Data entries
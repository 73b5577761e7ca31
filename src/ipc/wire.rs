//! Frontend↔backend wire messages.
//!
//! The channel carries prefix-delimited plain text in both directions.
//! Requests originate at the frontend and pass through the security proxy;
//! replies come back untouched. System-prefixed requests (`CWD:`, `STATUS`,
//! `BASH_FAILED:`) are exempt from proxy screening.

/// A frontend-originated message.
#[derive(Debug, Clone, PartialEq, Eq)]
pub enum Request {
    /// Natural-language query for the AI.
    Query(String),
    /// Working-directory sync sent before each query.
    Cwd(String),
    /// AI readiness probe.
    Status,
    /// A shell line that failed, with its captured output on disk.
    BashFailed {
        exit_code: i32,
        command: String,
        output_path: String,
    },
    /// Verbosity handoff to the backend.
    Verbose(u8),
    /// Provider switch.
    Provider(String),
    /// Model switch.
    Model(String),
}

impl Request {
    pub fn encode(&self) -> String {
        match self {
            Request::Query(text) => format!("QUERY:{text}"),
            Request::Cwd(path) => format!("CWD:{path}"),
            Request::Status => "STATUS".to_string(),
            Request::BashFailed {
                exit_code,
                command,
                output_path,
            } => format!("BASH_FAILED:{exit_code}:{command}:{output_path}"),
            Request::Verbose(level) => format!("VERBOSE:{level}"),
            Request::Provider(name) => format!("AI_PROVIDER:{name}"),
            Request::Model(name) => format!("MODEL:{name}"),
        }
    }

    pub fn parse(raw: &str) -> Option<Request> {
        if raw == "STATUS" {
            return Some(Request::Status);
        }
        if let Some(text) = raw.strip_prefix("QUERY:") {
            return Some(Request::Query(text.to_string()));
        }
        if let Some(path) = raw.strip_prefix("CWD:") {
            return Some(Request::Cwd(path.to_string()));
        }
        if let Some(rest) = raw.strip_prefix("BASH_FAILED:") {
            let (code, rest) = rest.split_once(':')?;
            // The command may itself contain colons; the output path is the
            // final colon-free segment.
            let (command, output_path) = rest.rsplit_once(':')?;
            return Some(Request::BashFailed {
                exit_code: code.parse().ok()?,
                command: command.to_string(),
                output_path: output_path.to_string(),
            });
        }
        if let Some(level) = raw.strip_prefix("VERBOSE:") {
            return Some(Request::Verbose(level.parse().ok()?));
        }
        if let Some(name) = raw.strip_prefix("AI_PROVIDER:") {
            return Some(Request::Provider(name.to_string()));
        }
        if let Some(name) = raw.strip_prefix("MODEL:") {
            return Some(Request::Model(name.to_string()));
        }
        None
    }
}

/// System prefixes are never subject to proxy pattern blocking.
pub fn is_system_prefixed(payload: &str) -> bool {
    payload.starts_with("CWD:") || payload == "STATUS" || payload.starts_with("BASH_FAILED:")
}

/// A backend-originated reply.
#[derive(Debug, Clone, PartialEq, Eq)]
pub enum Reply {
    Ready,
    Loading,
    /// Backend routed the input as a shell command to run.
    SuggestedCommand(String),
    /// Backend routed the input as edit-mode content to display.
    EditNote(String),
    /// Free-form answer text.
    Text(String),
}

impl Reply {
    pub fn parse(raw: &str) -> Reply {
        if raw.starts_with("AI_READY") {
            return Reply::Ready;
        }
        if raw.starts_with("AI_LOADING") {
            return Reply::Loading;
        }
        if let Some(rest) = raw.strip_prefix("awesh_cmd:") {
            return Reply::SuggestedCommand(rest.trim_start().to_string());
        }
        if let Some(rest) = raw.strip_prefix("awesh_edit:") {
            return Reply::EditNote(rest.trim_start().to_string());
        }
        Reply::Text(raw.to_string())
    }
}

#[cfg(test)]
mod tests {
    use super::*;

    #[test]
    fn requests_round_trip_through_encode_and_parse() {
        let cases = vec![
            Request::Query("how do I compress a directory?".to_string()),
            Request::Cwd("/home/user/work".to_string()),
            Request::Status,
            Request::Verbose(2),
            Request::Provider("openrouter".to_string()),
            Request::Model("claude-sonnet".to_string()),
        ];
        for request in cases {
            assert_eq!(Request::parse(&request.encode()), Some(request));
        }
    }

    #[test]
    fn bash_failed_allows_colons_inside_the_command() {
        let request = Request::BashFailed {
            exit_code: 127,
            command: "echo a:b".to_string(),
            output_path: "/tmp/awesh_ctx_1".to_string(),
        };
        assert_eq!(Request::parse(&request.encode()), Some(request));
    }

    #[test]
    fn system_prefix_detection_matches_the_exempt_set() {
        assert!(is_system_prefixed("CWD:/home/user"));
        assert!(is_system_prefixed("STATUS"));
        assert!(is_system_prefixed("BASH_FAILED:1:rm -rf /:/tmp/out"));
        assert!(!is_system_prefixed("STATUSES"));
        assert!(!is_system_prefixed("QUERY:what is STATUS"));
    }

    #[test]
    fn replies_parse_by_prefix() {
        assert_eq!(Reply::parse("AI_READY"), Reply::Ready);
        assert_eq!(Reply::parse("AI_LOADING"), Reply::Loading);
        assert_eq!(
            Reply::parse("awesh_cmd: ls -la"),
            Reply::SuggestedCommand("ls -la".to_string())
        );
        assert_eq!(
            Reply::parse("awesh_edit: draft text"),
            Reply::EditNote("draft text".to_string())
        );
        assert_eq!(
            Reply::parse("plain answer"),
            Reply::Text("plain answer".to_string())
        );
    }
}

(ACTIVITY):
Give every entry once more, exactly as it reads.

(ANSWER SPACE):
repository 73b5577761e7ca31
filename src/ipc/wire.rs
//! Frontend↔backend wire messages.
//!
//! The channel carries prefix-delimited plain text in both directions.
//! Requests originate at the frontend and pass through the security proxy;
//! replies come back untouched. System-prefixed requests (`CWD:`, `STATUS`,
//! `BASH_FAILED:`) are exempt from proxy screening.

/// A frontend-originated message.
#[derive(Debug, Clone, PartialEq, Eq)]
pub enum Request {
    /// Natural-language query for the AI.
    Query(String),
    /// Working-directory sync sent before each query.
    Cwd(String),
    /// AI readiness probe.
    Status,
    /// A shell line that failed, with its captured output on disk.
    BashFailed {
        exit_code: i32,
        command: String,
        output_path: String,
    },
    /// Verbosity handoff to the backend.
    Verbose(u8),
    /// Provider switch.
    Provider(String),
    /// Model switch.
    Model(String),
}

impl Request {
    pub fn encode(&self) -> String {
        match self {
            Request::Query(text) => format!("QUERY:{text}"),
            Request::Cwd(path) => format!("CWD:{path}"),
            Request::Status => "STATUS".to_string(),
            Request::BashFailed {
                exit_code,
                command,
                output_path,
            } => format!("BASH_FAILED:{exit_code}:{command}:{output_path}"),
            Request::Verbose(level) => format!("VERBOSE:{level}"),
            Request::Provider(name) => format!("AI_PROVIDER:{name}"),
            Request::Model(name) => format!("MODEL:{name}"),
        }
    }

    pub fn parse(raw: &str) -> Option<Request> {
        if raw == "STATUS" {
            return Some(Request::Status);
        }
        if let Some(text) = raw.strip_prefix("QUERY:") {
            return Some(Request::Query(text.to_string()));
        }
        if let Some(path) = raw.strip_prefix("CWD:") {
            return Some(Request::Cwd(path.to_string()));
        }
        if let Some(rest) = raw.strip_prefix("BASH_FAILED:") {
            let (code, rest) = rest.split_once(':')?;
            // The command may itself contain colons; the output path is the
            // final colon-free segment.
            let (command, output_path) = rest.rsplit_once(':')?;
            return Some(Request::BashFailed {
                exit_code: code.parse().ok()?,
                command: command.to_string(),
                output_path: output_path.to_string(),
            });
        }
        if let Some(level) = raw.strip_prefix("VERBOSE:") {
            return Some(Request::Verbose(level.parse().ok()?));
        }
        if let Some(name) = raw.strip_prefix("AI_PROVIDER:") {
            return Some(Request::Provider(name.to_string()));
        }
        if let Some(name) = raw.strip_prefix("MODEL:") {
            return Some(Request::Model(name.to_string()));
        }
        None
    }
}

/// System prefixes are never subject to proxy pattern blocking.
pub fn is_system_prefixed(payload: &str) -> bool {
    payload.starts_with("CWD:") || payload == "STATUS" || payload.starts_with("BASH_FAILED:")
}

/// A backend-originated reply.
#[derive(Debug, Clone, PartialEq, Eq)]
pub enum Reply {
    Ready,
    Loading,
    /// Backend routed the input as a shell command to run.
    SuggestedCommand(String),
    /// Backend routed the input as edit-mode content to display.
    EditNote(String),
    /// Free-form answer text.
    Text(String),
}

impl Reply {
    pub fn parse(raw: &str) -> Reply {
        if raw.starts_with("AI_READY") {
            return Reply::Ready;
        }
        if raw.starts_with("AI_LOADING") {
            return Reply::Loading;
        }
        if let Some(rest) = raw.strip_prefix("awesh_cmd:") {
            return Reply::SuggestedCommand(rest.trim_start().to_string());
        }
        if let Some(rest) = raw.strip_prefix("awesh_edit:") {
            return Reply::EditNote(rest.trim_start().to_string());
        }
        Reply::Text(raw.to_string())
    }
}

#[cfg(test)]
mod tests {
    use super::*;

    #[test]
    fn requests_round_trip_through_encode_and_parse() {
        let cases = vec![
            Request::Query("how do I compress a directory?".to_string()),
            Request::Cwd("/home/user/work".to_string()),
            Request::Status,
            Request::Verbose(2),
            Request::Provider("openrouter".to_string()),
            Request::Model("claude-sonnet".to_string()),
        ];
        for request in cases {
            assert_eq!(Request::parse(&request.encode()), Some(request));
        }
    }

    #[test]
    fn bash_failed_allows_colons_inside_the_command() {
        let request = Request::BashFailed {
            exit_code: 127,
            command: "echo a:b".to_string(),
            output_path: "/tmp/awesh_ctx_1".to_string(),
        };
        assert_eq!(Request::parse(&request.encode()), Some(request));
    }

    #[test]
    fn system_prefix_detection_matches_the_exempt_set() {
        assert!(is_system_prefixed("CWD:/home/user"));
        assert!(is_system_prefixed("STATUS"));
        assert!(is_system_prefixed("BASH_FAILED:1:rm -rf /:/tmp/out"));
        assert!(!is_system_prefixed("STATUSES"));
        assert!(!is_system_prefixed("QUERY:what is STATUS"));
    }

    #[test]
    fn replies_parse_by_prefix() {
        assert_eq!(Reply::parse("AI_READY"), Reply::Ready);
        assert_eq!(Reply::parse("AI_LOADING"), Reply::Loading);
        assert_eq!(
            Reply::parse("awesh_cmd: ls -la"),
            Reply::SuggestedCommand("ls -la".to_string())
        );
        assert_eq!(
            Reply::parse("awesh_edit: draft text"),
            Reply::EditNote("draft text".to_string())
        );
        assert_eq!(
            Reply::parse("plain answer"),
            Reply::Text("plain answer".to_string())
        );
    }
}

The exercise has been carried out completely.